Task brief: Whenever the word "integrator" shows up in a line of the data, copy that line.

Provided entries:
//! Force computation and motion integration

pub mod forces;
pub mod integrator;

pub use forces::*;
pub use integrator::*;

Response box:
pub mod integrator;
pub use integrator::*;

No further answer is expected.